The referrer would go on to become tremendously important in identifying where users came from, what social channels performed the best, and what traffic was looking like via different sources. Tracking the referrer is an enormous boost to your website — the next time someone tweets you and gets a thousand likes, you’ll know the spike in traffic from your website is coming from Twitter and engage that tweet to milk it for what you can.
Why are you here?
Next came low level tracking tags. People started using services that would log clicks, impressions, conversions and other metrics that arise from user interaction on the website. Developers had been logging requests made to servers for decades at this point, it was a given that the next step would be to filter this and get some useful information.
So every time you click “Add to Cart” or “Buy Now,” the website tracks that and records that in your user file.
Now this isn’t that bad in itself, but what it turned into is the real monster. But first, we must meet the service that caused this mess.
ASL — Age/Sex/Location — is a common slang in anonymous chatrooms in order to identify who someone is talking to.
Of course, your browser doesn’t need this information. But that doesn’t stop it from collecting it and giving it up!
Enter Google Analytics. Google Analytics launched as a webmaster tool — it’s only obvious that the search engine giant would have the best-selling SEO tool — and provided one of the tracking tags I just mentioned.
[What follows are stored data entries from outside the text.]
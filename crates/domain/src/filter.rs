//! Typed address filters.
//!
//! Operator-facing ping filters accept a trailing `*` to request
//! substring matching. Filters are rendered by the store as
//! parameterized SQL; the pattern value itself never reaches the query
//! text.

/// How a filter value is compared against the column.
#[derive(Debug, Clone, Copy, PartialEq, Eq)]
pub enum MatchKind {
    Equals,
    Contains,
}

/// Columns a filter may target.
#[derive(Debug, Clone, Copy, PartialEq, Eq)]
pub enum FilterField {
    BridgeInterface,
    LogicalInterface,
    Reachability,
}

impl FilterField {
    pub fn column(&self) -> &'static str {
        match self {
            FilterField::BridgeInterface => "bridge_interface",
            FilterField::LogicalInterface => "logical_interface",
            FilterField::Reachability => "reachability",
        }
    }
}

/// One equality/substring condition on snapshot rows.
#[derive(Debug, Clone, PartialEq, Eq)]
pub struct AddressFilter {
    pub field: FilterField,
    pub kind: MatchKind,
    pub value: String,
}

impl AddressFilter {
    pub fn equals(field: FilterField, value: impl Into<String>) -> Self {
        Self {
            field,
            kind: MatchKind::Equals,
            value: value.into(),
        }
    }

    pub fn contains(field: FilterField, value: impl Into<String>) -> Self {
        Self {
            field,
            kind: MatchKind::Contains,
            value: value.into(),
        }
    }

    /// Maps an operator pattern to a filter: a trailing `*` selects
    /// substring matching, anything else is an exact match. Empty
    /// patterns yield no filter.
    pub fn from_pattern(field: FilterField, pattern: &str) -> Option<Self> {
        if pattern.is_empty() {
            return None;
        }
        match pattern.strip_suffix('*') {
            Some(stem) if stem.is_empty() => None,
            Some(stem) => Some(Self::contains(field, stem)),
            None => Some(Self::equals(field, pattern)),
        }
    }
}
You’d drop this tag into your site and Google would track referrers, sessions, and more, dropping this into a user profile marked with a user ID. You would then call a record event to GA every time an interaction you wanted to log occurred, and Google would amass the data into the correct user profile.
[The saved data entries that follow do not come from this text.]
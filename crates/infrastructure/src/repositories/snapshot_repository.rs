use async_trait::async_trait;
use mwcheck_application::ports::SnapshotStore;
use mwcheck_domain::{
    AddressFilter, ArpEntry, DomainError, MatchKind, PhaseCounts, ProbeOutcome,
    Reachability, RegressionRow, SnapshotTable,
};
use sqlx::SqlitePool;
use tracing::{error, instrument};

/// SQLite-backed snapshot persistence.
///
/// Table names come from [`SnapshotTable`] only; every value reaches
/// SQL through a bound parameter.
pub struct SqliteSnapshotStore {
    pool: SqlitePool,
}

impl SqliteSnapshotStore {
    pub fn new(pool: SqlitePool) -> Self {
        Self { pool }
    }
}

/// A unique-key violation means the same host was captured twice with
/// identical discriminating fields; everything else is transient.
fn map_store_error(e: sqlx::Error) -> DomainError {
    if let sqlx::Error::Database(db) = &e {
        if db.is_unique_violation() {
            return DomainError::DataIntegrity(db.to_string());
        }
    }
    DomainError::Store(e.to_string())
}

#[async_trait]
impl SnapshotStore for SqliteSnapshotStore {
    #[instrument(skip(self))]
    async fn create_precheck_table(&self, table: &SnapshotTable) -> Result<(), DomainError> {
        let sql = format!(
            "CREATE TABLE IF NOT EXISTS {} (
                 address TEXT NOT NULL,
                 hardware_address TEXT NOT NULL,
                 bridge_interface TEXT NOT NULL,
                 logical_interface TEXT NOT NULL,
                 reachability TEXT,
                 captured_at DATETIME NOT NULL DEFAULT CURRENT_TIMESTAMP,
                 PRIMARY KEY (address, hardware_address, bridge_interface)
             )",
            table.qualified_name()
        );

        sqlx::query(&sql).execute(&self.pool).await.map_err(|e| {
            error!(error = %e, table = %table, "failed to create precheck table");
            map_store_error(e)
        })?;

        Ok(())
    }

    #[instrument(skip(self))]
    async fn create_postcheck_table(&self, table: &SnapshotTable) -> Result<(), DomainError> {
        let sql = format!(
            "CREATE TABLE IF NOT EXISTS {} (
                 address TEXT PRIMARY KEY,
                 arp_address TEXT,
                 hardware_address TEXT,
                 bridge_interface TEXT,
                 logical_interface TEXT,
                 reachability TEXT,
                 captured_at DATETIME NOT NULL DEFAULT CURRENT_TIMESTAMP
             )",
            table.qualified_name()
        );

        sqlx::query(&sql).execute(&self.pool).await.map_err(|e| {
            error!(error = %e, table = %table, "failed to create postcheck table");
            map_store_error(e)
        })?;

        Ok(())
    }

    #[instrument(skip(self, entries))]
    async fn insert_precheck_entries(
        &self,
        table: &SnapshotTable,
        entries: &[ArpEntry],
    ) -> Result<(), DomainError> {
        let sql = format!(
            "INSERT INTO {}
                 (address, hardware_address, bridge_interface, logical_interface)
             VALUES (?, ?, ?, ?)",
            table.qualified_name()
        );

        // One transaction for the whole capture: a duplicate key aborts
        // the batch instead of leaving half a snapshot behind.
        let mut tx = self.pool.begin().await.map_err(map_store_error)?;
        for entry in entries {
            sqlx::query(&sql)
                .bind(&entry.address)
                .bind(&entry.hardware_address)
                .bind(&entry.bridge_interface)
                .bind(&entry.logical_interface)
                .execute(&mut *tx)
                .await
                .map_err(|e| {
                    error!(error = %e, table = %table, address = %entry.address,
                           "precheck insert failed");
                    map_store_error(e)
                })?;
        }
        tx.commit().await.map_err(map_store_error)?;

        Ok(())
    }

    #[instrument(skip(self, entries))]
    async fn upsert_postcheck_entries(
        &self,
        table: &SnapshotTable,
        entries: &[ArpEntry],
    ) -> Result<(), DomainError> {
        let name = table.qualified_name();
        let update_sql = format!(
            "UPDATE {name} SET
                 arp_address = ?,
                 hardware_address = ?,
                 bridge_interface = ?,
                 logical_interface = ?
             WHERE address = ?"
        );
        let insert_sql = format!(
            "INSERT INTO {name}
                 (address, arp_address, hardware_address, bridge_interface, logical_interface)
             SELECT ?, ?, ?, ?, ?
             WHERE NOT EXISTS
                 (SELECT 1 FROM {name} WHERE address = ? OR arp_address = ?)"
        );

        let mut tx = self.pool.begin().await.map_err(map_store_error)?;
        for entry in entries {
            sqlx::query(&update_sql)
                .bind(&entry.address)
                .bind(&entry.hardware_address)
                .bind(&entry.bridge_interface)
                .bind(&entry.logical_interface)
                .bind(&entry.address)
                .execute(&mut *tx)
                .await
                .map_err(map_store_error)?;

            sqlx::query(&insert_sql)
                .bind(&entry.address)
                .bind(&entry.address)
                .bind(&entry.hardware_address)
                .bind(&entry.bridge_interface)
                .bind(&entry.logical_interface)
                .bind(&entry.address)
                .bind(&entry.address)
                .execute(&mut *tx)
                .await
                .map_err(map_store_error)?;
        }
        tx.commit().await.map_err(map_store_error)?;

        Ok(())
    }

    #[instrument(skip(self))]
    async fn select_addresses(
        &self,
        table: &SnapshotTable,
        filters: &[AddressFilter],
    ) -> Result<Vec<String>, DomainError> {
        let mut sql = format!("SELECT DISTINCT address FROM {}", table.qualified_name());
        if !filters.is_empty() {
            let clauses: Vec<String> = filters
                .iter()
                .map(|f| {
                    let operator = match f.kind {
                        MatchKind::Equals => "=",
                        MatchKind::Contains => "LIKE",
                    };
                    format!("{} {} ?", f.field.column(), operator)
                })
                .collect();
            sql.push_str(" WHERE ");
            sql.push_str(&clauses.join(" AND "));
        }

        let mut query = sqlx::query_scalar::<_, String>(&sql);
        for filter in filters {
            let value = match filter.kind {
                MatchKind::Equals => filter.value.clone(),
                MatchKind::Contains => format!("%{}%", filter.value),
            };
            query = query.bind(value);
        }

        query.fetch_all(&self.pool).await.map_err(|e| {
            error!(error = %e, table = %table, "failed to select addresses");
            map_store_error(e)
        })
    }

    #[instrument(skip(self, outcomes))]
    async fn record_precheck_reachability(
        &self,
        table: &SnapshotTable,
        outcomes: &[ProbeOutcome],
    ) -> Result<(), DomainError> {
        // Only rows without a verdict are touched, so a re-run never
        // overwrites an earlier capture.
        let sql = format!(
            "UPDATE {} SET reachability = ?
             WHERE address = ? AND reachability IS NULL",
            table.qualified_name()
        );

        let mut tx = self.pool.begin().await.map_err(map_store_error)?;
        for outcome in outcomes {
            sqlx::query(&sql)
                .bind(outcome.verdict.as_str())
                .bind(&outcome.address)
                .execute(&mut *tx)
                .await
                .map_err(map_store_error)?;
        }
        tx.commit().await.map_err(map_store_error)?;

        Ok(())
    }

    #[instrument(skip(self, outcomes))]
    async fn record_postcheck_reachability(
        &self,
        table: &SnapshotTable,
        outcomes: &[ProbeOutcome],
    ) -> Result<(), DomainError> {
        let sql = format!(
            "INSERT INTO {} (address, reachability) VALUES (?, ?)
             ON CONFLICT(address) DO NOTHING",
            table.qualified_name()
        );

        let mut tx = self.pool.begin().await.map_err(map_store_error)?;
        for outcome in outcomes {
            sqlx::query(&sql)
                .bind(&outcome.address)
                .bind(outcome.verdict.as_str())
                .execute(&mut *tx)
                .await
                .map_err(map_store_error)?;
        }
        tx.commit().await.map_err(map_store_error)?;

        Ok(())
    }

    #[instrument(skip(self))]
    async fn correlate_regressions(
        &self,
        precheck: &SnapshotTable,
        postcheck: &SnapshotTable,
    ) -> Result<Vec<RegressionRow>, DomainError> {
        let sql = format!(
            "SELECT
                 p.address, p.hardware_address, p.bridge_interface,
                 p.logical_interface, p.reachability,
                 q.arp_address, q.hardware_address, q.bridge_interface,
                 q.logical_interface, q.reachability
             FROM {pre} p
             INNER JOIN {post} q ON p.address = q.address
             WHERE p.reachability = ? AND q.reachability = ?",
            pre = precheck.qualified_name(),
            post = postcheck.qualified_name()
        );

        let rows = sqlx::query_as::<
            _,
            (
                String,
                String,
                String,
                String,
                String,
                Option<String>,
                Option<String>,
                Option<String>,
                Option<String>,
                String,
            ),
        >(&sql)
        .bind(Reachability::Reachable.as_str())
        .bind(Reachability::Unreachable.as_str())
        .fetch_all(&self.pool)
        .await
        .map_err(|e| {
            error!(error = %e, precheck = %precheck, postcheck = %postcheck,
                   "failed to correlate regressions");
            map_store_error(e)
        })?;

        Ok(rows
            .into_iter()
            .map(|row| RegressionRow {
                pre_address: row.0,
                pre_mac: row.1,
                pre_bridge: row.2,
                pre_logical: row.3,
                pre_reachability: row.4,
                post_address: row.5,
                post_mac: row.6,
                post_bridge: row.7,
                post_logical: row.8,
                post_reachability: row.9,
            })
            .collect())
    }

    #[instrument(skip(self))]
    async fn counts_by_outcome(
        &self,
        table: &SnapshotTable,
    ) -> Result<PhaseCounts, DomainError> {
        let sql = format!(
            "SELECT
                 COUNT(CASE WHEN reachability = ? THEN 1 END),
                 COUNT(CASE WHEN reachability = ? THEN 1 END),
                 COUNT(CASE WHEN reachability IS NOT NULL THEN 1 END)
             FROM {}",
            table.qualified_name()
        );

        let row = sqlx::query_as::<_, (i64, i64, i64)>(&sql)
            .bind(Reachability::Reachable.as_str())
            .bind(Reachability::Unreachable.as_str())
            .fetch_one(&self.pool)
            .await
            .map_err(|e| {
                error!(error = %e, table = %table, "failed to count outcomes");
                map_store_error(e)
            })?;

        Ok(PhaseCounts {
            reachable: row.0 as u64,
            unreachable: row.1 as u64,
            probed: row.2 as u64,
        })
    }
}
Of course, the “more” is the keyword above. Google, the data giant that it was/still is, began to collect information on user ages, locations, networks, and every piece of profiling data they could get their hands on, turning it all into a neat dashboard that anyone could browse. Google Analytics quickly turned from a logging tool into an intrusive marketing monster.
It got worse.
Heatmap/recording tools had been around for some time but they were always varying degrees of reliability.
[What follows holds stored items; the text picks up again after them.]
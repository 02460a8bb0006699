use super::{ArpResponseParser, DeviceQuery, NetconfSession, SessionSettings};
use async_trait::async_trait;
use mwcheck_application::ports::ArpTableReader;
use mwcheck_domain::{ArpEntry, DomainError};
use tracing::debug;

/// Fetches the ARP table from a device over NETCONF and normalizes the
/// reply.
pub struct NetconfArpReader {
    session: NetconfSession,
}

impl NetconfArpReader {
    pub fn new(settings: SessionSettings) -> Self {
        Self {
            session: NetconfSession::new(settings),
        }
    }
}

#[async_trait]
impl ArpTableReader for NetconfArpReader {
    async fn fetch_arp_table(&self) -> Result<Vec<ArpEntry>, DomainError> {
        let responses = self.session.fetch(&[DeviceQuery::ArpTableNoResolve]).await?;

        let mut entries = Vec::new();
        for (query, xml) in &responses {
            match query {
                DeviceQuery::ArpTableNoResolve => {
                    entries.extend(ArpResponseParser::parse(xml)?);
                }
            }
        }

        debug!(entries = entries.len(), "ARP table parsed");
        Ok(entries)
    }
}
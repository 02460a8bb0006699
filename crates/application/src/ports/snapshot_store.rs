use async_trait::async_trait;
use mwcheck_domain::{
    AddressFilter, ArpEntry, DomainError, PhaseCounts, ProbeOutcome, RegressionRow,
    SnapshotTable,
};

/// Persistence for point-in-time snapshots of the router's ARP table
/// and host reachability.
///
/// Precheck tables are insert-only: a duplicate
/// `(address, hardware_address, bridge_interface)` key means the same
/// host was recorded twice in one capture and surfaces as
/// [`DomainError::DataIntegrity`]. Postcheck tables hold at most one row
/// per address and tolerate repetition.
#[async_trait]
pub trait SnapshotStore: Send + Sync {
    /// Create-if-absent DDL for a precheck snapshot.
    async fn create_precheck_table(&self, table: &SnapshotTable) -> Result<(), DomainError>;

    /// Create-if-absent DDL for a postcheck snapshot.
    async fn create_postcheck_table(&self, table: &SnapshotTable) -> Result<(), DomainError>;

    /// Bulk insert of a precheck capture. A unique-key violation aborts
    /// the whole batch.
    async fn insert_precheck_entries(
        &self,
        table: &SnapshotTable,
        entries: &[ArpEntry],
    ) -> Result<(), DomainError>;

    /// Merge a postcheck capture: update the row matching each address,
    /// or insert when no row claims the address yet. Idempotent.
    async fn upsert_postcheck_entries(
        &self,
        table: &SnapshotTable,
        entries: &[ArpEntry],
    ) -> Result<(), DomainError>;

    /// Distinct addresses in a snapshot, narrowed by zero or more
    /// filters.
    async fn select_addresses(
        &self,
        table: &SnapshotTable,
        filters: &[AddressFilter],
    ) -> Result<Vec<String>, DomainError>;

    /// Back-fill verdicts into precheck rows whose reachability is
    /// still unset. Rows that already carry a verdict are left alone.
    async fn record_precheck_reachability(
        &self,
        table: &SnapshotTable,
        outcomes: &[ProbeOutcome],
    ) -> Result<(), DomainError>;

    /// Record verdicts as fresh postcheck rows, one per address.
    async fn record_postcheck_reachability(
        &self,
        table: &SnapshotTable,
        outcomes: &[ProbeOutcome],
    ) -> Result<(), DomainError>;

    /// Hosts reachable in the precheck snapshot and unreachable in the
    /// postcheck snapshot, with both field sets per row.
    async fn correlate_regressions(
        &self,
        precheck: &SnapshotTable,
        postcheck: &SnapshotTable,
    ) -> Result<Vec<RegressionRow>, DomainError>;

    /// Reachable/unreachable/probed counters for one snapshot.
    async fn counts_by_outcome(
        &self,
        table: &SnapshotTable,
    ) -> Result<PhaseCounts, DomainError>;
}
When Hotjar released its tool, it pretty much rocked the entire industry — easy visitor recordings for everyone. This was the beginning of one of the most intrusive practices in web analytics, and yet only the tip of the iceberg.
Combining mouse movement tracking with artificial intelligence, Peekmap has managed to create a terrifying tool that tracks everything imaginable. Mouse clicks, movement, typing — it tracks everything and replays it in a nice little video that can be skimmed through. With AI, it then adds eye-tracking without the use of a webcam. It’s terrifying — imagine being able to pretty much watch how your users are using your website.
All of this put together tells a frightening narrative of being able to visualize exactly how visitors use your site — a miracle and the holy grail for webmasters, and a nightmare for users and data privacy.
It’s Time to Draw the Line
With the passing of GDPR, a whole new wave of possibilities has surged in data privacy. What was once a futile proletariat fight against internet giants is now supported by governments across the world.
It’s time that we take a stand against intrusive “analytics” and prohibit tracking to the best of our ability.
It’s a problem that we may just solve with more tech. Take UBlock Origin — it’s a free and open source Chrome extensions that’ll block trackers and ads, keeping you and your data safe. Or Aiko Mail — an AI email client that does all it can to block trackers in your emails. We can fight fire with fire.
In the meantime, tread carefully. Because the next website you go on might just be spying on you.